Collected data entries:

# # # # #

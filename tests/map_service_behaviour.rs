//! Behavioural tests for [`MapService`] driven through [`StubMapsProvider`].

use maps_adapter::services::provider::{BiasCircle, PlaceField};
use maps_adapter::services::test_support::{prediction, StubMapsProvider};
use maps_adapter::{
    Coordinates, MapService, MapServiceError, PlaceDetail, Waypoint, BIAS_RADIUS_METERS,
    UNKNOWN_LOCATION,
};
use rstest::rstest;

fn sydney() -> Coordinates {
    Coordinates::new(-33.8688, 151.2093)
}

fn opera_house() -> PlaceDetail {
    PlaceDetail {
        name: "Sydney Opera House".to_string(),
        location: Coordinates::new(-33.8568, 151.2153),
        formatted_address: "Bennelong Point, Sydney NSW 2000, Australia".to_string(),
        attributions: Vec::new(),
    }
}

// --- Unavailable client ---

#[tokio::test]
async fn unavailable_service_degrades_every_operation() {
    let service: MapService<StubMapsProvider> = MapService::unavailable();

    assert!(!service.is_available());
    assert_eq!(service.calculate_distance(sydney(), Coordinates::new(0.0, 0.0)), 0.0);
    assert!(service.place_predictions("opera").await.is_empty());
    assert!(service.search_places("opera", Some(sydney())).await.is_empty());
    assert_eq!(service.place_details("place-1").await, None);
    assert_eq!(service.directions("Sydney", "Melbourne").await, None);
    assert_eq!(service.reverse_geocode(sydney()).await, UNKNOWN_LOCATION);
}

// --- Distance ---

#[test]
fn distance_uses_spherical_geometry_when_available() {
    let service = MapService::new(StubMapsProvider::new());
    let d = service.calculate_distance(Coordinates::new(0.0, 0.0), Coordinates::new(0.0, 1.0));
    assert!((d - 111_195.0).abs() < 1.0, "got {d}");
}

#[rstest]
#[case(Coordinates::new(52.52, 13.405), Coordinates::new(48.8566, 2.3522))]
#[case(Coordinates::new(-33.8688, 151.2093), Coordinates::new(-37.8136, 144.9631))]
fn distance_is_symmetric(#[case] a: Coordinates, #[case] b: Coordinates) {
    let service = MapService::new(StubMapsProvider::new());
    let forward = service.calculate_distance(a, b);
    let backward = service.calculate_distance(b, a);
    assert!((forward - backward).abs() < 1e-6);
    assert!(service.calculate_distance(a, a).abs() < 1e-6);
}

// --- Place predictions ---

#[tokio::test]
async fn predictions_keep_provider_order() {
    let provider = StubMapsProvider::new().with_predictions(vec![
        prediction("p3", "Sydney Opera House", "Bennelong Point"),
        prediction("p1", "Opera Bar", "Circular Quay"),
        prediction("p2", "Opera Australia", "Surry Hills"),
    ]);
    let service = MapService::new(provider);

    let results = service.place_predictions("opera").await;

    let ids: Vec<_> = results.iter().map(|place| place.id.as_str()).collect();
    assert_eq!(ids, ["p3", "p1", "p2"]);
    assert_eq!(results[0].name, "Sydney Opera House, Bennelong Point");
    assert_eq!(results[0].main_text, "Sydney Opera House");
    assert_eq!(results[0].secondary_text.as_deref(), Some("Bennelong Point"));
}

#[tokio::test]
async fn biased_search_sends_fixed_radius_circle() {
    let service = MapService::new(StubMapsProvider::new());

    service.search_places("cafe", Some(sydney())).await;

    let requests = service.provider().unwrap().autocomplete_requests();
    assert_eq!(requests.len(), 1);
    assert_eq!(requests[0].input, "cafe");
    assert_eq!(
        requests[0].bias,
        Some(BiasCircle {
            center: sydney(),
            radius_meters: 50_000,
        })
    );
    assert_eq!(BIAS_RADIUS_METERS, 50_000);
}

#[tokio::test]
async fn unbiased_search_sends_no_circle() {
    let service = MapService::new(StubMapsProvider::new());

    service.place_predictions("cafe").await;

    let requests = service.provider().unwrap().autocomplete_requests();
    assert_eq!(requests[0].bias, None);
}

#[rstest]
#[case(MapServiceError::status("ZERO_RESULTS"))]
#[case(MapServiceError::status("OVER_QUERY_LIMIT"))]
#[case(MapServiceError::NoResults)]
#[tokio::test]
async fn failed_search_is_empty(#[case] error: MapServiceError) {
    let service = MapService::new(StubMapsProvider::failing(error));
    assert!(service.search_places("cafe", None).await.is_empty());
}

// --- Place details ---

#[tokio::test]
async fn details_return_the_provider_record() {
    let service = MapService::new(StubMapsProvider::new().with_place(opera_house()));

    let detail = service.place_details("ChIJ3S-JXmauEmsRUcIaWtf4MzE").await;

    assert_eq!(detail, Some(opera_house()));
    let requests = service.provider().unwrap().details_requests();
    assert_eq!(requests[0].place_id, "ChIJ3S-JXmauEmsRUcIaWtf4MzE");
    assert_eq!(
        requests[0].fields,
        [
            PlaceField::Name,
            PlaceField::Geometry,
            PlaceField::FormattedAddress
        ]
    );
}

#[rstest]
#[case(MapServiceError::status("NOT_FOUND"))]
#[case(MapServiceError::status("UNKNOWN_ERROR"))]
#[tokio::test]
async fn failed_details_are_absent(#[case] error: MapServiceError) {
    let service = MapService::new(StubMapsProvider::failing(error));
    assert_eq!(service.place_details("missing").await, None);
}

// --- Directions ---

#[tokio::test]
async fn directions_pass_waypoints_through() {
    let service = MapService::new(StubMapsProvider::new().with_route("route-1"));

    let route = service.directions("Central Station, Sydney", sydney()).await;

    assert_eq!(route.as_deref(), Some("route-1"));
    let requests = service.provider().unwrap().directions_requests();
    assert_eq!(
        requests[0].origin,
        Waypoint::Address("Central Station, Sydney".to_string())
    );
    assert_eq!(requests[0].destination, Waypoint::Coordinates(sydney()));
}

#[tokio::test]
async fn failed_directions_are_absent() {
    let service = MapService::new(StubMapsProvider::new());
    assert_eq!(service.directions("Sydney", "Atlantis").await, None);
}

// --- Reverse geocoding ---

#[tokio::test]
async fn reverse_geocode_returns_first_address() {
    let provider = StubMapsProvider::new().with_addresses(vec![
        "1 Macquarie St, Sydney NSW 2000, Australia".to_string(),
        "Sydney NSW 2000, Australia".to_string(),
    ]);
    let service = MapService::new(provider);

    let address = service.reverse_geocode(sydney()).await;

    assert_eq!(address, "1 Macquarie St, Sydney NSW 2000, Australia");
    assert_eq!(service.provider().unwrap().geocode_requests(), [sydney()]);
}

#[tokio::test]
async fn reverse_geocode_without_results_is_unknown() {
    let service = MapService::new(StubMapsProvider::new());
    assert_eq!(service.reverse_geocode(sydney()).await, "Unknown Location");
}

#[tokio::test]
async fn reverse_geocode_failure_is_unknown() {
    let service = MapService::new(StubMapsProvider::failing(MapServiceError::status(
        "REQUEST_DENIED",
    )));
    assert_eq!(service.reverse_geocode(sydney()).await, "Unknown Location");
}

# # # # #

§ **Assignment**: An exact copy of every entry above is the expected answer.

§ **Response to the task**:
filename tests/map_service_behaviour.rs
//! Behavioural tests for [`MapService`] driven through [`StubMapsProvider`].

use maps_adapter::services::provider::{BiasCircle, PlaceField};
use maps_adapter::services::test_support::{prediction, StubMapsProvider};
use maps_adapter::{
    Coordinates, MapService, MapServiceError, PlaceDetail, Waypoint, BIAS_RADIUS_METERS,
    UNKNOWN_LOCATION,
};
use rstest::rstest;

fn sydney() -> Coordinates {
    Coordinates::new(-33.8688, 151.2093)
}

fn opera_house() -> PlaceDetail {
    PlaceDetail {
        name: "Sydney Opera House".to_string(),
        location: Coordinates::new(-33.8568, 151.2153),
        formatted_address: "Bennelong Point, Sydney NSW 2000, Australia".to_string(),
        attributions: Vec::new(),
    }
}

// --- Unavailable client ---

#[tokio::test]
async fn unavailable_service_degrades_every_operation() {
    let service: MapService<StubMapsProvider> = MapService::unavailable();

    assert!(!service.is_available());
    assert_eq!(service.calculate_distance(sydney(), Coordinates::new(0.0, 0.0)), 0.0);
    assert!(service.place_predictions("opera").await.is_empty());
    assert!(service.search_places("opera", Some(sydney())).await.is_empty());
    assert_eq!(service.place_details("place-1").await, None);
    assert_eq!(service.directions("Sydney", "Melbourne").await, None);
    assert_eq!(service.reverse_geocode(sydney()).await, UNKNOWN_LOCATION);
}

// --- Distance ---

#[test]
fn distance_uses_spherical_geometry_when_available() {
    let service = MapService::new(StubMapsProvider::new());
    let d = service.calculate_distance(Coordinates::new(0.0, 0.0), Coordinates::new(0.0, 1.0));
    assert!((d - 111_195.0).abs() < 1.0, "got {d}");
}

#[rstest]
#[case(Coordinates::new(52.52, 13.405), Coordinates::new(48.8566, 2.3522))]
#[case(Coordinates::new(-33.8688, 151.2093), Coordinates::new(-37.8136, 144.9631))]
fn distance_is_symmetric(#[case] a: Coordinates, #[case] b: Coordinates) {
    let service = MapService::new(StubMapsProvider::new());
    let forward = service.calculate_distance(a, b);
    let backward = service.calculate_distance(b, a);
    assert!((forward - backward).abs() < 1e-6);
    assert!(service.calculate_distance(a, a).abs() < 1e-6);
}

// --- Place predictions ---

#[tokio::test]
async fn predictions_keep_provider_order() {
    let provider = StubMapsProvider::new().with_predictions(vec![
        prediction("p3", "Sydney Opera House", "Bennelong Point"),
        prediction("p1", "Opera Bar", "Circular Quay"),
        prediction("p2", "Opera Australia", "Surry Hills"),
    ]);
    let service = MapService::new(provider);

    let results = service.place_predictions("opera").await;

    let ids: Vec<_> = results.iter().map(|place| place.id.as_str()).collect();
    assert_eq!(ids, ["p3", "p1", "p2"]);
    assert_eq!(results[0].name, "Sydney Opera House, Bennelong Point");
    assert_eq!(results[0].main_text, "Sydney Opera House");
    assert_eq!(results[0].secondary_text.as_deref(), Some("Bennelong Point"));
}

#[tokio::test]
async fn biased_search_sends_fixed_radius_circle() {
    let service = MapService::new(StubMapsProvider::new());

    service.search_places("cafe", Some(sydney())).await;

    let requests = service.provider().unwrap().autocomplete_requests();
    assert_eq!(requests.len(), 1);
    assert_eq!(requests[0].input, "cafe");
    assert_eq!(
        requests[0].bias,
        Some(BiasCircle {
            center: sydney(),
            radius_meters: 50_000,
        })
    );
    assert_eq!(BIAS_RADIUS_METERS, 50_000);
}

#[tokio::test]
async fn unbiased_search_sends_no_circle() {
    let service = MapService::new(StubMapsProvider::new());

    service.place_predictions("cafe").await;

    let requests = service.provider().unwrap().autocomplete_requests();
    assert_eq!(requests[0].bias, None);
}

#[rstest]
#[case(MapServiceError::status("ZERO_RESULTS"))]
#[case(MapServiceError::status("OVER_QUERY_LIMIT"))]
#[case(MapServiceError::NoResults)]
#[tokio::test]
async fn failed_search_is_empty(#[case] error: MapServiceError) {
    let service = MapService::new(StubMapsProvider::failing(error));
    assert!(service.search_places("cafe", None).await.is_empty());
}

// --- Place details ---

#[tokio::test]
async fn details_return_the_provider_record() {
    let service = MapService::new(StubMapsProvider::new().with_place(opera_house()));

    let detail = service.place_details("ChIJ3S-JXmauEmsRUcIaWtf4MzE").await;

    assert_eq!(detail, Some(opera_house()));
    let requests = service.provider().unwrap().details_requests();
    assert_eq!(requests[0].place_id, "ChIJ3S-JXmauEmsRUcIaWtf4MzE");
    assert_eq!(
        requests[0].fields,
        [
            PlaceField::Name,
            PlaceField::Geometry,
            PlaceField::FormattedAddress
        ]
    );
}

#[rstest]
#[case(MapServiceError::status("NOT_FOUND"))]
#[case(MapServiceError::status("UNKNOWN_ERROR"))]
#[tokio::test]
async fn failed_details_are_absent(#[case] error: MapServiceError) {
    let service = MapService::new(StubMapsProvider::failing(error));
    assert_eq!(service.place_details("missing").await, None);
}

// --- Directions ---

#[tokio::test]
async fn directions_pass_waypoints_through() {
    let service = MapService::new(StubMapsProvider::new().with_route("route-1"));

    let route = service.directions("Central Station, Sydney", sydney()).await;

    assert_eq!(route.as_deref(), Some("route-1"));
    let requests = service.provider().unwrap().directions_requests();
    assert_eq!(
        requests[0].origin,
        Waypoint::Address("Central Station, Sydney".to_string())
    );
    assert_eq!(requests[0].destination, Waypoint::Coordinates(sydney()));
}

#[tokio::test]
async fn failed_directions_are_absent() {
    let service = MapService::new(StubMapsProvider::new());
    assert_eq!(service.directions("Sydney", "Atlantis").await, None);
}

// --- Reverse geocoding ---

#[tokio::test]
async fn reverse_geocode_returns_first_address() {
    let provider = StubMapsProvider::new().with_addresses(vec![
        "1 Macquarie St, Sydney NSW 2000, Australia".to_string(),
        "Sydney NSW 2000, Australia".to_string(),
    ]);
    let service = MapService::new(provider);

    let address = service.reverse_geocode(sydney()).await;

    assert_eq!(address, "1 Macquarie St, Sydney NSW 2000, Australia");
    assert_eq!(service.provider().unwrap().geocode_requests(), [sydney()]);
}

#[tokio::test]
async fn reverse_geocode_without_results_is_unknown() {
    let service = MapService::new(StubMapsProvider::new());
    assert_eq!(service.reverse_geocode(sydney()).await, "Unknown Location");
}

#[tokio::test]
async fn reverse_geocode_failure_is_unknown() {
    let service = MapService::new(StubMapsProvider::failing(MapServiceError::status(
        "REQUEST_DENIED",
    )));
    assert_eq!(service.reverse_geocode(sydney()).await, "Unknown Location");
}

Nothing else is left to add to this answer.